#### [What the task requires]
Find the line with "filename src/validation/expiry.rs" in the entries below, then reproduce it and every line after it down to and including the line with "let (mm, yy)", exactly.
^^^^^^^^
//! Checkout address resolution and field validation.
//!
//! Resolves countries, cities and postal codes from unreliable remote sources
//! through a tiered fallback chain with a session cache, and validates
//! checkout fields (address, postal code, payment card) synchronously.

pub mod config;
pub mod geo;
pub mod observability;
pub mod resilience;
pub mod search;
pub mod session;
pub mod validation;

pub use config::CheckoutConfig;
pub use geo::GeoResolver;
pub use search::SearchCoordinator;
pub use session::{CheckoutSession, SessionError};
pub use validation::ValidationEngine;
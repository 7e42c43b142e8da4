//! Observability subsystem.
//!
//! # Data Flow
//! ```text
//! Resolver, search coordinator and session produce:
//!     → logging.rs (structured log events via tracing)
//!     → metrics.rs (counters via the metrics facade)
//!
//! Consumers:
//!     → stderr (fmt layer, filtered by RUST_LOG or config level)
//!     → any metrics recorder the host installs
//! ```
//!
//! # Design Decisions
//! - Structured fields (tier, country, prefix, seq) on every event
//! - Metrics are cheap no-ops until a recorder is installed

pub mod logging;
pub mod metrics;

pub use logging::init_logging;
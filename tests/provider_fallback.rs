//! Tier fallback against mock HTTP backends.

use std::net::SocketAddr;
use std::sync::atomic::{AtomicUsize, Ordering};
use std::sync::Arc;
use std::time::{Duration, Instant};

use checkout_geo::config::{CheckoutConfig, RichProviderConfig, SimpleProviderConfig};
use checkout_geo::geo::{
    CacheKey, GeoProvider, RichRemoteProvider, SimpleRemoteProvider, StaticProvider, Tier,
};
use checkout_geo::validation::postal::check_postal_code;
use checkout_geo::CheckoutSession;

mod common;

fn rich(addr: SocketAddr) -> Arc<dyn GeoProvider> {
    Arc::new(
        RichRemoteProvider::new(&RichProviderConfig {
            base_url: format!("http://{}", addr),
            username: "test".to_string(),
            ..Default::default()
        })
        .unwrap(),
    )
}

fn simple(addr: SocketAddr) -> Arc<dyn GeoProvider> {
    Arc::new(
        SimpleRemoteProvider::new(&SimpleProviderConfig {
            countries_url: format!("http://{}/v3.1", addr),
            cities_url: format!("http://{}/api", addr),
            ..Default::default()
        })
        .unwrap(),
    )
}

fn session(tiers: Vec<(Arc<dyn GeoProvider>, u64)>) -> CheckoutSession {
    CheckoutSession::with_providers(CheckoutConfig::default(), tiers, Arc::new(StaticProvider::new()))
}

const RICH_COUNTRIES: &str = r#"{"geonames":[
    {"countryCode":"FR","countryName":"France","currencyCode":"EUR","capital":"Paris","continentName":"Europe","population":"67000000"},
    {"countryCode":"BE","countryName":"Belgium","currencyCode":"EUR","capital":"Brussels","continentName":"Europe","population":11500000}
]}"#;

#[tokio::test]
async fn test_all_remote_tiers_down_serves_static_countries() {
    let (rich_addr, rich_hits) = common::start_fixed_backend(503, "{}").await;
    let (simple_addr, simple_hits) = common::start_fixed_backend(503, "{}").await;
    let session = session(vec![(rich(rich_addr), 1_000), (simple(simple_addr), 1_000)]);

    let countries = session.resolve_countries().await;

    assert!(countries.len() >= 20);
    assert!(countries.iter().any(|c| c.code == "FR" && c.flag == "🇫🇷"));
    assert_eq!(rich_hits.load(Ordering::SeqCst), 1);
    assert_eq!(simple_hits.load(Ordering::SeqCst), 1);
    let entry = session.cache().countries().get(&CacheKey::Countries).unwrap();
    assert_eq!(entry.tier, Tier::Static);
}

#[tokio::test]
async fn test_countries_resolved_once_per_session() {
    let (rich_addr, rich_hits) = common::start_fixed_backend(200, RICH_COUNTRIES).await;
    let (simple_addr, simple_hits) = common::start_fixed_backend(503, "{}").await;
    let session = session(vec![(rich(rich_addr), 1_000), (simple(simple_addr), 1_000)]);

    let first = session.resolve_countries().await;
    let second = session.resolve_countries().await;

    assert_eq!(first, second);
    let codes: Vec<_> = first.iter().map(|c| c.code.as_str()).collect();
    assert_eq!(codes, vec!["BE", "FR"]);
    assert_eq!(first[1].calling_code, "+33");
    assert_eq!(rich_hits.load(Ordering::SeqCst), 1);
    assert_eq!(simple_hits.load(Ordering::SeqCst), 0);
}

#[tokio::test]
async fn test_rich_service_error_falls_to_simple() {
    let (rich_addr, _) = common::start_fixed_backend(
        200,
        r#"{"status":{"message":"user account not enabled","value":10}}"#,
    )
    .await;
    let simple_addr = common::start_json_backend(|req| async move {
        assert_eq!(req.path, "/v3.1/all");
        (
            200,
            r#"[{"cca2":"DE","name":{"common":"Germany"},"flag":"🇩🇪","currencies":{"EUR":{"name":"Euro"}},"idd":{"root":"+4","suffixes":["9"]}}]"#
                .to_string(),
        )
    })
    .await;
    let session = session(vec![(rich(rich_addr), 1_000), (simple(simple_addr), 1_000)]);

    let countries = session.resolve_countries().await;

    assert_eq!(countries.len(), 1);
    assert_eq!(countries[0].code, "DE");
    assert_eq!(countries[0].calling_code, "+49");
    assert_eq!(countries[0].currency, "EUR");
    let entry = session.cache().countries().get(&CacheKey::Countries).unwrap();
    assert_eq!(entry.tier, Tier::Simple);
}

#[tokio::test]
async fn test_short_query_issues_no_request() {
    let (rich_addr, rich_hits) = common::start_fixed_backend(200, r#"{"geonames":[]}"#).await;
    let session = session(vec![(rich(rich_addr), 1_000)]);

    assert!(session.resolve_cities("FR", "P").await.is_empty());
    assert!(session.resolve_cities("FR", "").await.is_empty());
    assert_eq!(rich_hits.load(Ordering::SeqCst), 0);
}

#[tokio::test]
async fn test_city_search_uses_prefix_and_filters_locally() {
    let searches = Arc::new(AtomicUsize::new(0));
    let counter = searches.clone();
    let rich_addr = common::start_json_backend(move |req| {
        let counter = counter.clone();
        async move {
            match req.path.as_str() {
                "/searchJSON" => {
                    counter.fetch_add(1, Ordering::SeqCst);
                    assert_eq!(req.param("name_startsWith"), Some("par"));
                    assert_eq!(req.param("country"), Some("FR"));
                    (
                        200,
                        r#"{"geonames":[
                            {"name":"Paris","adminName1":"Île-de-France","countryCode":"FR","population":2138551,"lat":"48.85341","lng":"2.3488"},
                            {"name":"Parthenay","adminName1":"Nouvelle-Aquitaine","countryCode":"FR","population":10000,"lat":"46.64","lng":"-0.24"}
                        ]}"#
                        .to_string(),
                    )
                }
                _ => (404, "{}".to_string()),
            }
        }
    })
    .await;
    let session = session(vec![(rich(rich_addr), 1_000)]);

    let par = session.resolve_cities("FR", "Par").await;
    let pari = session.resolve_cities("FR", "Pari").await;

    assert_eq!(par.len(), 2);
    assert_eq!(pari.len(), 1);
    assert_eq!(pari[0].name, "Paris");
    assert_eq!(pari[0].region.as_deref(), Some("Île-de-France"));
    assert_eq!(pari[0].population, Some(2138551));
    assert!(pari[0].coordinates.is_some());
    assert_eq!(searches.load(Ordering::SeqCst), 1);
}

#[tokio::test]
async fn test_postal_codes_degrade_to_static_then_synthesized() {
    let rich_addr = common::start_json_backend(|req| async move {
        match req.path.as_str() {
            "/postalCodeSearchJSON" => (200, r#"{"postalCodes":[]}"#.to_string()),
            _ => (404, "{}".to_string()),
        }
    })
    .await;
    let (simple_addr, simple_hits) = common::start_fixed_backend(200, "[]").await;
    let session = session(vec![(rich(rich_addr), 1_000), (simple(simple_addr), 1_000)]);

    let paris = session.resolve_postal_codes("FR", "Paris").await;
    assert!(paris.contains(&"75001".to_string()));

    let made_up = session.resolve_postal_codes("FR", "Villeneuve-Inconnue").await;
    assert_eq!(made_up.len(), 5);
    for code in &made_up {
        assert!(check_postal_code(code, "FR").is_ok(), "{} is not a French code", code);
    }
    assert_eq!(made_up, session.resolve_postal_codes("fr", "villeneuve-inconnue").await);

    // The simple tier has no postal lookup and is never asked over HTTP.
    assert_eq!(simple_hits.load(Ordering::SeqCst), 0);
}

#[tokio::test]
async fn test_rich_postal_codes_preferred() {
    let rich_addr = common::start_json_backend(|req| async move {
        assert_eq!(req.param("placename"), Some("Lyon"));
        (
            200,
            r#"{"postalCodes":[{"postalCode":"69002"},{"postalCode":"69001"},{"postalCode":"69001"}]}"#
                .to_string(),
        )
    })
    .await;
    let session = session(vec![(rich(rich_addr), 1_000)]);

    assert_eq!(
        session.resolve_postal_codes("FR", "Lyon").await,
        vec!["69001".to_string(), "69002".to_string()]
    );
}

#[tokio::test]
async fn test_slow_tier_is_abandoned_at_deadline() {
    let rich_addr = common::start_json_backend(|_| async move {
        tokio::time::sleep(Duration::from_secs(5)).await;
        (200, RICH_COUNTRIES.to_string())
    })
    .await;
    let session = session(vec![(rich(rich_addr), 200)]);

    let started = Instant::now();
    let countries = session.resolve_countries().await;

    assert!(started.elapsed() < Duration::from_secs(3));
    assert!(countries.len() >= 20);
}

#[tokio::test]
async fn test_breaker_stops_calling_failing_tier() {
    let (rich_addr, rich_hits) = common::start_fixed_backend(500, "{}").await;
    let session = session(vec![(rich(rich_addr), 1_000)]);

    for code in ["FR", "DE", "ES", "IT", "PT"] {
        let info = session.country_info(code).await;
        assert_eq!(info.country.code, code);
    }

    let threshold = CheckoutConfig::default().resilience.failure_threshold as usize;
    assert_eq!(rich_hits.load(Ordering::SeqCst), threshold);
}
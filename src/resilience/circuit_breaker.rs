//! Circuit breaker for remote tiers.
//!
//! # States
//! - Closed: normal operation, calls pass through
//! - Open: tier assumed down, calls fall through to the next tier immediately
//! - Half-Open: a single probe call is testing whether the tier recovered
//!
//! # State Transitions
//! ```text
//! Closed → Open: consecutive failures >= threshold
//! Open → Half-Open: after cooldown
//! Half-Open → Closed: probe succeeds
//! Half-Open → Open: probe fails
//! ```
//!
//! A probe whose caller went away (e.g. a superseded search task) never
//! reports back, so a half-open breaker admits a fresh probe after another
//! cooldown.

use std::sync::{Mutex, MutexGuard, PoisonError};
use std::time::Duration;
use tokio::time::Instant;

use crate::config::CircuitBreakerConfig;

#[derive(Debug, Clone, Copy, PartialEq, Eq)]
pub enum BreakerState {
    Closed,
    Open,
    HalfOpen,
}

#[derive(Debug)]
struct Inner {
    state: BreakerState,
    consecutive_failures: u32,
    /// When the breaker last opened or admitted a probe.
    since: Option<Instant>,
}

/// Per-tier circuit breaker.
#[derive(Debug)]
pub struct CircuitBreaker {
    enabled: bool,
    failure_threshold: u32,
    cooldown: Duration,
    inner: Mutex<Inner>,
}

impl CircuitBreaker {
    pub fn new(config: &CircuitBreakerConfig) -> Self {
        Self {
            enabled: config.enabled,
            failure_threshold: config.failure_threshold.max(1),
            cooldown: Duration::from_secs(config.cooldown_secs),
            inner: Mutex::new(Inner {
                state: BreakerState::Closed,
                consecutive_failures: 0,
                since: None,
            }),
        }
    }

    fn lock(&self) -> MutexGuard<'_, Inner> {
        self.inner.lock().unwrap_or_else(PoisonError::into_inner)
    }

    /// Returns true if a call may be attempted now.
    pub fn try_acquire(&self) -> bool {
        if !self.enabled {
            return true;
        }
        let mut inner = self.lock();
        match inner.state {
            BreakerState::Closed => true,
            BreakerState::Open | BreakerState::HalfOpen => {
                let cooled = inner
                    .since
                    .map(|t| t.elapsed() >= self.cooldown)
                    .unwrap_or(true);
                if cooled {
                    inner.state = BreakerState::HalfOpen;
                    inner.since = Some(Instant::now());
                }
                cooled
            }
        }
    }

    pub fn record_success(&self) {
        let mut inner = self.lock();
        inner.state = BreakerState::Closed;
        inner.consecutive_failures = 0;
        inner.since = None;
    }

    pub fn record_failure(&self) {
        let mut inner = self.lock();
        inner.consecutive_failures = inner.consecutive_failures.saturating_add(1);
        let trip = match inner.state {
            BreakerState::HalfOpen => true,
            BreakerState::Closed => inner.consecutive_failures >= self.failure_threshold,
            BreakerState::Open => false,
        };
        if trip {
            if inner.state == BreakerState::Closed {
                tracing::warn!(
                    failures = inner.consecutive_failures,
                    "Circuit opened"
                );
            }
            inner.state = BreakerState::Open;
            inner.since = Some(Instant::now());
        }
    }

    pub fn state(&self) -> BreakerState {
        self.lock().state
    }
}
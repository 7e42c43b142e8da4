//! Geo data providers.
//!
//! # Tiers
//! ```text
//! rich.rs      GeoNames-style API   (regions, population, postal codes)
//!     ↓ ProviderError
//! simple.rs    REST Countries + CountriesNow   (names and flags only)
//!     ↓ ProviderError
//! embedded.rs  compiled-in dataset  (total, never fails)
//! ```
//!
//! # Design Decisions
//! - Every adapter translates its raw response shape into the canonical
//!   `Country`/`City` records, so the resolver's fallback loop never sees
//!   provider-specific types
//! - The static tier implements `TotalProvider`, whose methods cannot fail;
//!   the resolver's last step therefore has no error path

pub mod dataset;
pub mod embedded;
pub mod rich;
pub mod simple;

use async_trait::async_trait;

use crate::geo::types::{City, Country, CountryInfo, ProviderResult, Tier};

pub use embedded::StaticProvider;
pub use rich::RichRemoteProvider;
pub use simple::SimpleRemoteProvider;

/// A fallible geo data source.
#[async_trait]
pub trait GeoProvider: Send + Sync {
    /// Which tier this provider occupies.
    fn tier(&self) -> Tier;

    async fn list_countries(&self) -> ProviderResult<Vec<Country>>;

    /// Cities in `country_code` whose name starts with `prefix`.
    async fn search_cities(
        &self,
        country_code: &str,
        prefix: &str,
        limit: usize,
    ) -> ProviderResult<Vec<City>>;

    /// Known postal codes for a city. An empty list is a valid answer.
    async fn postal_codes_for_city(
        &self,
        country_code: &str,
        city_name: &str,
    ) -> ProviderResult<Vec<String>>;

    async fn country_info(&self, country_code: &str) -> ProviderResult<CountryInfo>;
}

/// A geo data source defined for every input.
pub trait TotalProvider: Send + Sync {
    fn list_countries(&self) -> Vec<Country>;
    fn search_cities(&self, country_code: &str, prefix: &str, limit: usize) -> Vec<City>;
    fn postal_codes_for_city(&self, country_code: &str, city_name: &str) -> Vec<String>;
    fn country_info(&self, country_code: &str) -> CountryInfo;
}

/// Remove duplicate codes (first occurrence wins) and sort by display name.
pub(crate) fn dedupe_countries(mut countries: Vec<Country>) -> Vec<Country> {
    let mut seen = std::collections::HashSet::new();
    countries.retain(|c| !c.code.is_empty() && seen.insert(c.code.clone()));
    countries.sort_by(|a, b| a.name.cmp(&b.name));
    countries
}
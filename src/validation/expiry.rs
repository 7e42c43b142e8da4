//! Card expiry (`MM/YY`) checks.

use chrono::{Local, NaiveDate};

/// Source of "today" for date-dependent rules.
#[derive(Debug, Clone, Copy, Default, PartialEq, Eq)]
pub enum Clock {
    /// Local wall-clock date.
    #[default]
    System,
    /// A pinned date.
    Fixed(NaiveDate),
}

impl Clock {
    pub fn today(&self) -> NaiveDate {
        match self {
            Clock::System => Local::now().date_naive(),
            Clock::Fixed(date) => *date,
        }
    }
}

/// Parse `MM/YY` into (year, month). Two-digit years are in the 2000s.
pub fn parse_expiry(value: &str) -> Option<(i32, u32)> {
    let (mm, yy) = value.trim().split_once('/')?;
    let is_two_digits = |s: &str| s.len() == 2 && s.chars().all(|c| c.is_ascii_digit());
    if !is_two_digits(mm) || !is_two_digits(yy) {
        return None;
    }
    let month: u32 = mm.parse().ok()?;
    let year: i32 = yy.parse().ok()?;
    Some((2000 + year, month))
}

/// The card is valid only if the first day of its expiry month lies strictly
/// after `today`.
pub fn check_expiry(value: &str, today: NaiveDate) -> Result<(), &'static str> {
    let (year, month) = parse_expiry(value).ok_or("Expiry date must be in MM/YY format.")?;
    if !(1..=12).contains(&month) {
        return Err("Expiry month must be between 01 and 12.");
    }
    let first = NaiveDate::from_ymd_opt(year, month, 1).ok_or("Expiry date is invalid.")?;
    if first > today {
        Ok(())
    } else {
        Err("Card has expired.")
    }
}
^^^^^^^^
#### [Result of this exercise]
filename src/validation/expiry.rs
repository 7e42c43b142e8da4
//! Card expiry (`MM/YY`) checks.

use chrono::{Local, NaiveDate};

/// Source of "today" for date-dependent rules.
#[derive(Debug, Clone, Copy, Default, PartialEq, Eq)]
pub enum Clock {
    /// Local wall-clock date.
    #[default]
    System,
    /// A pinned date.
    Fixed(NaiveDate),
}

impl Clock {
    pub fn today(&self) -> NaiveDate {
        match self {
            Clock::System => Local::now().date_naive(),
            Clock::Fixed(date) => *date,
        }
    }
}

/// Parse `MM/YY` into (year, month). Two-digit years are in the 2000s.
pub fn parse_expiry(value: &str) -> Option<(i32, u32)> {
    let (mm, yy) = value.trim().split_once('/')?;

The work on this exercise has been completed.